Not infrequently he was invited home for a meal, and at those times learnt what was expected in a more normal household—wash up before supper, be on time, no cussing at the table and say grace before you eat. He would revel in the playful chidings mothers gave their children and yearn for the discipline derived from affection he witnessed when his friends broke the rules. He could not have put it into words, but he hungered for the love of a father.
Although it gave him as much pain as pleasure, Johnny seemed drawn to good people. He learned from them what family life should be. He was drawn to their warmth like a moth to a flame, and like a moth was frequently burnt. In his young mind he reasoned it was somehow his fault that his mother did not show him more affection, that he was spurned by his real father and abused by his stepfather. He was always surprised and suspicious of kindness shown to him, but once accepted, generally returned that kindness tenfold as if a kindness to someone as worthless as him should be rewarded in some way. It was a matter of honour to return a favour however freely given. On one level he believed the gambler and the priests when they told him he was undeserving, a sinner, unlovable by any decent person, and yet he still retained an inner confidence, an innate sense of right and wrong, and a fierce determination for justice for others if not himself.
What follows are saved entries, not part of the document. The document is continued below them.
use crate::adjustment::{AdjustmentPlanner, PlannerConfig};
use crate::conflicts::{ConflictDetector, DetectorConfig};
use crate::error::{DoseWiseError, Result};
use crate::models::{
    AdjustedTiming, Conflict, FastingContext, FastingPeriod, MealRelation, MedicationScheduleEntry,
    Phase, PhaseStatus, PrayerTimes, SchedulingWindow,
};
use crate::phase::PhaseTracker;
use crate::recommendations::RecommendationGenerator;
use crate::windows::{WindowResolver, DEFAULT_BUFFER_MINUTES};
use chrono::{NaiveDate, NaiveTime};
use serde::{Deserialize, Serialize};

/// Largest prayer buffer accepted by configuration validation
pub const MAX_BUFFER_MINUTES: u32 = 12 * 60;

/// Scheduling engine configuration
#[derive(Debug, Clone, PartialEq, Serialize, Deserialize)]
pub struct EngineConfig {
    /// Minutes around each prayer instant to keep free (default: 30)
    pub buffer_minutes: u32,

    #[serde(default)]
    pub detector: DetectorConfig,

    #[serde(default)]
    pub planner: PlannerConfig,
}

impl Default for EngineConfig {
    fn default() -> Self {
        EngineConfig {
            buffer_minutes: DEFAULT_BUFFER_MINUTES,
            detector: DetectorConfig::default(),
            planner: PlannerConfig::default(),
        }
    }
}

impl EngineConfig {
    pub fn validate(&self) -> Result<()> {
        if self.buffer_minutes > MAX_BUFFER_MINUTES {
            return Err(DoseWiseError::Configuration(format!(
                "buffer_minutes must be at most {}, got {}",
                MAX_BUFFER_MINUTES, self.buffer_minutes
            )));
        }

        let meal = self.detector.meal_traffic_window;
        if meal.start == meal.end {
            return Err(DoseWiseError::Configuration(
                "meal_traffic_window must not be empty".to_string(),
            ));
        }

        let offsets = [
            ("pre_suhoor_offset_minutes", self.planner.pre_suhoor_offset_minutes),
            ("post_iftar_offset_minutes", self.planner.post_iftar_offset_minutes),
            ("after_meal_offset_minutes", self.planner.after_meal_offset_minutes),
            ("empty_stomach_offset_minutes", self.planner.empty_stomach_offset_minutes),
        ];
        for (name, value) in offsets {
            if !(0..=240).contains(&value) {
                return Err(DoseWiseError::Configuration(format!(
                    "{} must be between 0 and 240 minutes, got {}",
                    name, value
                )));
            }
        }

        Ok(())
    }
}

/// Everything the engine computes for one medication on one day
#[derive(Debug, Clone, PartialEq, Serialize, Deserialize)]
pub struct MedicationAnalysis {
    pub medication_id: String,

    pub medication_name: String,

    pub conflicts: Vec<Conflict>,

    pub adjustments: Vec<AdjustedTiming>,

    pub phase: PhaseStatus,

    pub recommendations: Vec<String>,
}

/// Stateless facade over the five scheduling components
pub struct SchedulingEngine {
    config: EngineConfig,
    detector: ConflictDetector,
    planner: AdjustmentPlanner,
}

impl SchedulingEngine {
    /// Create new engine with default configuration
    pub fn new() -> Self {
        Self::with_config(EngineConfig::default())
    }

    /// Create new engine with custom configuration
    pub fn with_config(config: EngineConfig) -> Self {
        SchedulingEngine {
            detector: ConflictDetector::with_config(config.detector.clone()),
            planner: AdjustmentPlanner::with_config(config.planner.clone()),
            config,
        }
    }

    pub fn config(&self) -> &EngineConfig {
        &self.config
    }

    pub fn resolve_windows(&self, prayer_times: &PrayerTimes, buffer_minutes: u32) -> Vec<SchedulingWindow> {
        WindowResolver::resolve(prayer_times, buffer_minutes)
    }

    pub fn detect_conflicts(
        &self,
        dose_times: &[NaiveTime],
        prayer_times: &PrayerTimes,
        buffer_minutes: u32,
        fasting: Option<&FastingContext>,
    ) -> Vec<Conflict> {
        self.detector.detect(dose_times, prayer_times, buffer_minutes, fasting)
    }

    pub fn track_phase(&self, period: &FastingPeriod, today: NaiveDate) -> PhaseStatus {
        PhaseTracker::track(period, today)
    }

    pub fn plan_adjustment(
        &self,
        dose_time: NaiveTime,
        meal_relation: MealRelation,
        period: Option<&FastingPeriod>,
    ) -> Vec<AdjustedTiming> {
        self.planner.plan(dose_time, meal_relation, period)
    }

    pub fn generate_recommendations(
        &self,
        meal_relation: MealRelation,
        fasting_active: bool,
        phase: Option<Phase>,
    ) -> Vec<String> {
        RecommendationGenerator::generate(meal_relation, fasting_active, phase)
    }

    /// Fasting context for conflict detection under the configured anchor mode
    pub fn fasting_context(&self, period: &FastingPeriod) -> FastingContext {
        let (window, _) = self.planner.resolve_anchors(period);
        FastingContext { window }
    }

    /// Run both halves of the engine for one medication.
    ///
    /// A period that does not cover `today` is treated as no fasting at all.
    /// Without prayer times only fasting and meal-timing conflicts are
    /// reported.
    pub fn analyze(
        &self,
        entry: &MedicationScheduleEntry,
        prayer_times: Option<&PrayerTimes>,
        period: Option<&FastingPeriod>,
        today: NaiveDate,
    ) -> MedicationAnalysis {
        let phase = period
            .map(|p| self.track_phase(p, today))
            .unwrap_or_else(PhaseStatus::inactive);
        let active_period = period.filter(|_| phase.is_active);
        let context = active_period.map(|p| self.fasting_context(p));

        let conflicts = match prayer_times {
            Some(times) => self.detect_conflicts(
                &entry.dose_times,
                times,
                self.config.buffer_minutes,
                context.as_ref(),
            ),
            None => self.detector.detect_without_prayers(&entry.dose_times, context.as_ref()),
        };

        let adjustments = self.planner.plan_schedule(entry, active_period);
        let recommendations = self.generate_recommendations(entry.meal_relation, phase.is_active, phase.phase);

        MedicationAnalysis {
            medication_id: entry.id.clone(),
            medication_name: entry.name.clone(),
            conflicts,
            adjustments,
            phase,
            recommendations,
        }
    }
}

impl Default for SchedulingEngine {
    fn default() -> Self {
        Self::new()
    }
}

#[cfg(test)]
mod tests {
    use super::*;
    use crate::models::{hm, AdjustmentWindow, ConflictKind};

    fn entry() -> MedicationScheduleEntry {
        MedicationScheduleEntry {
            id: "med-1".to_string(),
            name: "Metformin".to_string(),
            dose_times: vec![hm(8, 0), hm(21, 0)],
            meal_relation: MealRelation::WithFood,
        }
    }

    fn prayer_times() -> PrayerTimes {
        PrayerTimes {
            date: NaiveDate::from_ymd_opt(2025, 3, 10).unwrap(),
            location: Default::default(),
            fajr: hm(5, 0),
            dhuhr: hm(13, 15),
            asr: hm(16, 30),
            maghrib: hm(19, 0),
            isha: hm(20, 15),
            qibla_direction: 0.0,
        }
    }

    #[test]
    fn test_analyze_during_ramadan() {
        let engine = SchedulingEngine::new();
        let period = FastingPeriod::ramadan(
            NaiveDate::from_ymd_opt(2025, 3, 1).unwrap(),
            NaiveDate::from_ymd_opt(2025, 3, 30).unwrap(),
        );
        let today = NaiveDate::from_ymd_opt(2025, 3, 2).unwrap();

        let analysis = engine.analyze(&entry(), Some(&prayer_times()), Some(&period), today);

        assert_eq!(analysis.conflicts.len(), 1);
        assert_eq!(analysis.conflicts[0].kind, ConflictKind::FastingHours);
        assert_eq!(analysis.adjustments.len(), 3);
        assert_eq!(analysis.adjustments[2].window, AdjustmentWindow::Normal);
        assert_eq!(analysis.phase.phase, Some(Phase::Beginning));
        assert!(analysis.recommendations.last().unwrap().contains("adjustment period"));
    }

    #[test]
    fn test_analyze_period_not_covering_today() {
        let engine = SchedulingEngine::new();
        let period = FastingPeriod::ramadan(
            NaiveDate::from_ymd_opt(2025, 3, 1).unwrap(),
            NaiveDate::from_ymd_opt(2025, 3, 30).unwrap(),
        );
        let today = NaiveDate::from_ymd_opt(2025, 4, 5).unwrap();

        let analysis = engine.analyze(&entry(), Some(&prayer_times()), Some(&period), today);
        assert!(analysis.conflicts.is_empty());
        assert!(analysis.adjustments.iter().all(|a| a.window == AdjustmentWindow::Normal));
        assert!(!analysis.phase.is_active);
        assert_eq!(analysis.recommendations.len(), 6);
    }

    #[test]
    fn test_config_validation() {
        assert!(EngineConfig::default().validate().is_ok());

        let config = EngineConfig {
            buffer_minutes: 800,
            ..EngineConfig::default()
        };
        assert!(matches!(config.validate(), Err(DoseWiseError::Configuration(_))));

        let mut config = EngineConfig::default();
        config.planner.after_meal_offset_minutes = -5;
        assert!(config.validate().is_err());
    }
}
Johnny emerged from his lessons hungry and as no offer of a meal presented itself from elsewhere he headed back to the one-room adobe cottage he shared with his parents, gathering sticks for the fire along the way. The gambler was out but his mother was prettifying herself in front of the mirror. Something smelling unusually good wafted from the cooking fire and the table was set for two.
Maria stopped preening long enough to kiss and hug her son in greeting.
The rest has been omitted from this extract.